**Task to carry out**
Filter this material down to the lines that contain the string "RaceBacktestResult", and return those lines.

**Records for this task**

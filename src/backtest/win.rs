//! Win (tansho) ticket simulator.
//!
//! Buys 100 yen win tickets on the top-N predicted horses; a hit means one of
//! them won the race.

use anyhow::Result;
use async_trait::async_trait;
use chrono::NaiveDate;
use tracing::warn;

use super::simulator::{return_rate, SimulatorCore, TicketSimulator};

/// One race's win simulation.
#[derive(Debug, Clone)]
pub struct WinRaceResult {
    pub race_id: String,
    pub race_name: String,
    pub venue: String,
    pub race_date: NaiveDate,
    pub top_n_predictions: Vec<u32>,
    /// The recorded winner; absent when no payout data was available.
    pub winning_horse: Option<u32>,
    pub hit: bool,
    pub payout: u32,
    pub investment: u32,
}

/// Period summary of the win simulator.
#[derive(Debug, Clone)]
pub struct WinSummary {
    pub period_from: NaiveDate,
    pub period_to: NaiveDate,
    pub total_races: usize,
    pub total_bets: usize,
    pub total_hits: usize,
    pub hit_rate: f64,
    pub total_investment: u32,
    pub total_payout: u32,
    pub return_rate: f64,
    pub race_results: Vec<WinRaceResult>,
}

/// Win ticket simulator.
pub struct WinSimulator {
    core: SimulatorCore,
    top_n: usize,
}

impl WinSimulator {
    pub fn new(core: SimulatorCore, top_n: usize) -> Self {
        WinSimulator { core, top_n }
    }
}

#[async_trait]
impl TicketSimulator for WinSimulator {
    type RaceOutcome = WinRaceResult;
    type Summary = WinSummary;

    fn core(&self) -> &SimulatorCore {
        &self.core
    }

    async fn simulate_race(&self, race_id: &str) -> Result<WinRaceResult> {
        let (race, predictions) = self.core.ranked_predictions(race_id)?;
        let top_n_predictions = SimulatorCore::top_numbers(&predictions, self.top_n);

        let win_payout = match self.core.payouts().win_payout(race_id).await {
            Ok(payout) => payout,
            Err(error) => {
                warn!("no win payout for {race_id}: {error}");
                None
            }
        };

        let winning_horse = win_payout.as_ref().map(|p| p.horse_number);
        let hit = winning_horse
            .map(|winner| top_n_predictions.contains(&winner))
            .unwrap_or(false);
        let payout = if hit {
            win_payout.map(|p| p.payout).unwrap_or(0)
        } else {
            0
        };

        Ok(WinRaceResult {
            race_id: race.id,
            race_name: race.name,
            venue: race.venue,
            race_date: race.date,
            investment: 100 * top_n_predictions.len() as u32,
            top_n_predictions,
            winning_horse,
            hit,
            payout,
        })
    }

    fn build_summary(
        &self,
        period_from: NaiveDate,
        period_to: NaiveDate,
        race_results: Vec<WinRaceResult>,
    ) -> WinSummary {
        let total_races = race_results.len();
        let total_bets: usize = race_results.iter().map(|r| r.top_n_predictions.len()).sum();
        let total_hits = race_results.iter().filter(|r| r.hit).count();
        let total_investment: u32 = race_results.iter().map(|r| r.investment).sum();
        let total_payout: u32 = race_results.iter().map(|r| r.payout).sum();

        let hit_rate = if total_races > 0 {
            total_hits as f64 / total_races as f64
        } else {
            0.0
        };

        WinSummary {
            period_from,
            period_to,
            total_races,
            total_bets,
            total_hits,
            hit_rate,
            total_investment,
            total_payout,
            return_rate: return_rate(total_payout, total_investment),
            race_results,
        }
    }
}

...

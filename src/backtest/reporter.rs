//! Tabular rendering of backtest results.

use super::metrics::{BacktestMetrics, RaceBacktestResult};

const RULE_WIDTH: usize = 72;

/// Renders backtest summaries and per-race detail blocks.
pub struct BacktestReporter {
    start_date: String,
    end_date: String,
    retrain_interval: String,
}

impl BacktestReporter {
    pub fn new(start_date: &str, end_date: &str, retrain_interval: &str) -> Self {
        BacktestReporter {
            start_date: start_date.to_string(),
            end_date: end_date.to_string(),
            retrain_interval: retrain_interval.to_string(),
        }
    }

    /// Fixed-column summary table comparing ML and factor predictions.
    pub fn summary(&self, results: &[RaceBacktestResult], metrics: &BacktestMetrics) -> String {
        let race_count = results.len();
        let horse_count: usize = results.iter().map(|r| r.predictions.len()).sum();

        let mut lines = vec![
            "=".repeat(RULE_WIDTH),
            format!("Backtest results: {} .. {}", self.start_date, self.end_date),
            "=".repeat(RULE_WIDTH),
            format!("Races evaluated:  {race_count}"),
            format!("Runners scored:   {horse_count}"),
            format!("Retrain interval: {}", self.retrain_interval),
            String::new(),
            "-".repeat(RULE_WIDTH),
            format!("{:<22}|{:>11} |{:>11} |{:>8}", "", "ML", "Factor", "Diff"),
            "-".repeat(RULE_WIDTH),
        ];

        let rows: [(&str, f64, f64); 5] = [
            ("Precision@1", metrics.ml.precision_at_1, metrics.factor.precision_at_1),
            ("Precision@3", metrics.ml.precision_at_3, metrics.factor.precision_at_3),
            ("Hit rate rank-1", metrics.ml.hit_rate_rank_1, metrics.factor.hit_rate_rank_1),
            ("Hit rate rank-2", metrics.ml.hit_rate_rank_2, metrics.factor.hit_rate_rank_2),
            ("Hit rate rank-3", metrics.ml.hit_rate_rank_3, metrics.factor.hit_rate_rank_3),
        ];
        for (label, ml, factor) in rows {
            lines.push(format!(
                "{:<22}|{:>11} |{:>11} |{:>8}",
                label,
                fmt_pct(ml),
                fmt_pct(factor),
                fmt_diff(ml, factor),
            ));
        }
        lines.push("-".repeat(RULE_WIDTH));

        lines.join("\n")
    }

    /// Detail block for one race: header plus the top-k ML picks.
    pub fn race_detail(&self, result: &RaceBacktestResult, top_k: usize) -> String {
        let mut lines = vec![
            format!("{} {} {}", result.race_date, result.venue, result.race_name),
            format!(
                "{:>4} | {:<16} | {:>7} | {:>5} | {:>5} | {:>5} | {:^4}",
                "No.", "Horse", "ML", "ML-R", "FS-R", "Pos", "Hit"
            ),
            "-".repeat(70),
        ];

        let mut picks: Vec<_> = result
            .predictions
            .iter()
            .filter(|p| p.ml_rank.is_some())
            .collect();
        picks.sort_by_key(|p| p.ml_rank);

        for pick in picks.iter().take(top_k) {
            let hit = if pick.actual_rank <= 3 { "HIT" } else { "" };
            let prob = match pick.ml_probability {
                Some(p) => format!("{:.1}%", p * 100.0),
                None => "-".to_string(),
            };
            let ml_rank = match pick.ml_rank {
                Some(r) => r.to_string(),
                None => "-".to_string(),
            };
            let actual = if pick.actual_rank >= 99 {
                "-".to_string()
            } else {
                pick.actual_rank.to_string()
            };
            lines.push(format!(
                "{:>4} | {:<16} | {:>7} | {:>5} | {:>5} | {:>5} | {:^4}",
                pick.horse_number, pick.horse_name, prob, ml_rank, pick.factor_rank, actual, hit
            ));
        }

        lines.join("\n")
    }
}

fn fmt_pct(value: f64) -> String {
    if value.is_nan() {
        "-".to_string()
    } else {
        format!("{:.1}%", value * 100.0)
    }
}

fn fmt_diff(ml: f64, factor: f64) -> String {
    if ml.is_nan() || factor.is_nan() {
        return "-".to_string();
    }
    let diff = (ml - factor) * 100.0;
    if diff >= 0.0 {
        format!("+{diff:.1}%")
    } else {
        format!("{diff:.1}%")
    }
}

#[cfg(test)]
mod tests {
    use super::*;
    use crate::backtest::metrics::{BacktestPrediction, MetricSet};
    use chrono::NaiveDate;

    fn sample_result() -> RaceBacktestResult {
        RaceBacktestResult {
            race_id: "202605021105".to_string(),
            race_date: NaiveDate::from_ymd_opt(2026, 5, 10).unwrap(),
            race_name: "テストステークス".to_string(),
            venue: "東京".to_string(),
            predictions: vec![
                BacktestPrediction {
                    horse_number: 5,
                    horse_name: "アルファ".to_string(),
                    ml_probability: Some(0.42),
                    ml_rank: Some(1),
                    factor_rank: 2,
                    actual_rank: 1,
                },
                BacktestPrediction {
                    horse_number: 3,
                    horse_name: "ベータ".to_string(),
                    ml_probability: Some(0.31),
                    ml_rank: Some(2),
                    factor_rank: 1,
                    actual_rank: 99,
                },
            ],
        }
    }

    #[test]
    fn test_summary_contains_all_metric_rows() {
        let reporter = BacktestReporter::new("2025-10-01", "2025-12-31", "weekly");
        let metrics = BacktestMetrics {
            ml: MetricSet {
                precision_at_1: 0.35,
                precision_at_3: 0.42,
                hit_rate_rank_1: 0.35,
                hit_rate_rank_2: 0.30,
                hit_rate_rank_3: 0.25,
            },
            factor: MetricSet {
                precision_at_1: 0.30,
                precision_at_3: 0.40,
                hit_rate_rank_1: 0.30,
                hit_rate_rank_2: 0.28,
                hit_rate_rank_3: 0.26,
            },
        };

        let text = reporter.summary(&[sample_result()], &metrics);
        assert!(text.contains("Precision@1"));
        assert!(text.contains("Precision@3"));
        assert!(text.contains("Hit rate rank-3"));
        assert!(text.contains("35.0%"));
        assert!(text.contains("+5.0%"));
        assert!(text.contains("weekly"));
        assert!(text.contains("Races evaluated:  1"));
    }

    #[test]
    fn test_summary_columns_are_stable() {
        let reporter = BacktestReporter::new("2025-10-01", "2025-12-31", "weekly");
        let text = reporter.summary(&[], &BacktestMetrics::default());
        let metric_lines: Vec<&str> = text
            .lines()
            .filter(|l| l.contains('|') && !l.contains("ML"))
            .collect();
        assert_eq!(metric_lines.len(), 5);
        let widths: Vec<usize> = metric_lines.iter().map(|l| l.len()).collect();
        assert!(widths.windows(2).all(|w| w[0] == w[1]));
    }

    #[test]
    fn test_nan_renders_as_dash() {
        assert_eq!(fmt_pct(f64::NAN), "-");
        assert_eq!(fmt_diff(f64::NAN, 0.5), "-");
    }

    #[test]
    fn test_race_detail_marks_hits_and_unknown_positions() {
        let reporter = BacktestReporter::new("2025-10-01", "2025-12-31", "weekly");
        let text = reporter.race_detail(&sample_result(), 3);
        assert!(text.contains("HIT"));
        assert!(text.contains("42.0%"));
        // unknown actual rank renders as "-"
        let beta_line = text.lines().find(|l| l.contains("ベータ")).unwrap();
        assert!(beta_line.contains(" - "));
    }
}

---

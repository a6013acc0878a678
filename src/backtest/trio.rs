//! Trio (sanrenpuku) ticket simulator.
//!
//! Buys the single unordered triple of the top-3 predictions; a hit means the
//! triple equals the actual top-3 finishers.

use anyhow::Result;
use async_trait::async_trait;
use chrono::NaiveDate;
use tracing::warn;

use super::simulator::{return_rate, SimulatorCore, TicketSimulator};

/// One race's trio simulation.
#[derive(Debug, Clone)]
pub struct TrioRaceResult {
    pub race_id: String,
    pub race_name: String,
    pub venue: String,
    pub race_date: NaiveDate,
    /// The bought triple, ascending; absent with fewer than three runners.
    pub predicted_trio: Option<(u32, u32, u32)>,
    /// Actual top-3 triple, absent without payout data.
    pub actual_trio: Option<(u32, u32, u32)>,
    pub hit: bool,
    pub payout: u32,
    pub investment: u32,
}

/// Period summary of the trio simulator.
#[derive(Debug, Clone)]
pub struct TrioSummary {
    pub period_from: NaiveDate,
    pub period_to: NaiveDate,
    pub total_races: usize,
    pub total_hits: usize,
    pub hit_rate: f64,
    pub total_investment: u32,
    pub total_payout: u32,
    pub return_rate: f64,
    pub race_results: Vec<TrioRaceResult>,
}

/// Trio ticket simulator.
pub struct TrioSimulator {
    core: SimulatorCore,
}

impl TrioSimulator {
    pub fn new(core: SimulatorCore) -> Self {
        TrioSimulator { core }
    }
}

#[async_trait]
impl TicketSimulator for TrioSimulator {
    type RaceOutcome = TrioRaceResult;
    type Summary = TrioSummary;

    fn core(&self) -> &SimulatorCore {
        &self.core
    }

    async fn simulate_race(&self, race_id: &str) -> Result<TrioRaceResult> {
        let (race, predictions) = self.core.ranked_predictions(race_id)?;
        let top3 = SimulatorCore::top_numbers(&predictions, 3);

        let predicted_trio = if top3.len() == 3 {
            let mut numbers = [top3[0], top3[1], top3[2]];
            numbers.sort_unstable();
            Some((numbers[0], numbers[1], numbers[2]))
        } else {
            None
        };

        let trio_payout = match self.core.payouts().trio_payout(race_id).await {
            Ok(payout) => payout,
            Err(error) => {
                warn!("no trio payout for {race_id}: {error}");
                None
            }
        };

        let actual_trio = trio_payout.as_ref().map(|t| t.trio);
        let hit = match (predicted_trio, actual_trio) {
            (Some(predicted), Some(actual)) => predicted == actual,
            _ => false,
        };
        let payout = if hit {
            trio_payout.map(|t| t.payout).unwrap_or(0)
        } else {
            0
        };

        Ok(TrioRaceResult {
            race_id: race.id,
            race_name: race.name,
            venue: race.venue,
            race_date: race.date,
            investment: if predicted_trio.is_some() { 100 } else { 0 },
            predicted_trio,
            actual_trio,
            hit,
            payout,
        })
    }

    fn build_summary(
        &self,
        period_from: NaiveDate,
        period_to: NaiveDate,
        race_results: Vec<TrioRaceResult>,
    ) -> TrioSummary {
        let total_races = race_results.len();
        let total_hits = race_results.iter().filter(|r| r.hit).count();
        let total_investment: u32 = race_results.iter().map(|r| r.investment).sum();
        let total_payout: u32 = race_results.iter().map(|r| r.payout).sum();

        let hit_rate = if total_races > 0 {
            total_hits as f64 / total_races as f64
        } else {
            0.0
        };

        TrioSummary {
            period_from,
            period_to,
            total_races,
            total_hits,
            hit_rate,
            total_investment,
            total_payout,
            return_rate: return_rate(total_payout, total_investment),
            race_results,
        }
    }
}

**The answer**
use super::metrics::{BacktestMetrics, RaceBacktestResult};
    pub fn summary(&self, results: &[RaceBacktestResult], metrics: &BacktestMetrics) -> String {
    pub fn race_detail(&self, result: &RaceBacktestResult, top_k: usize) -> String {
    fn sample_result() -> RaceBacktestResult {
        RaceBacktestResult {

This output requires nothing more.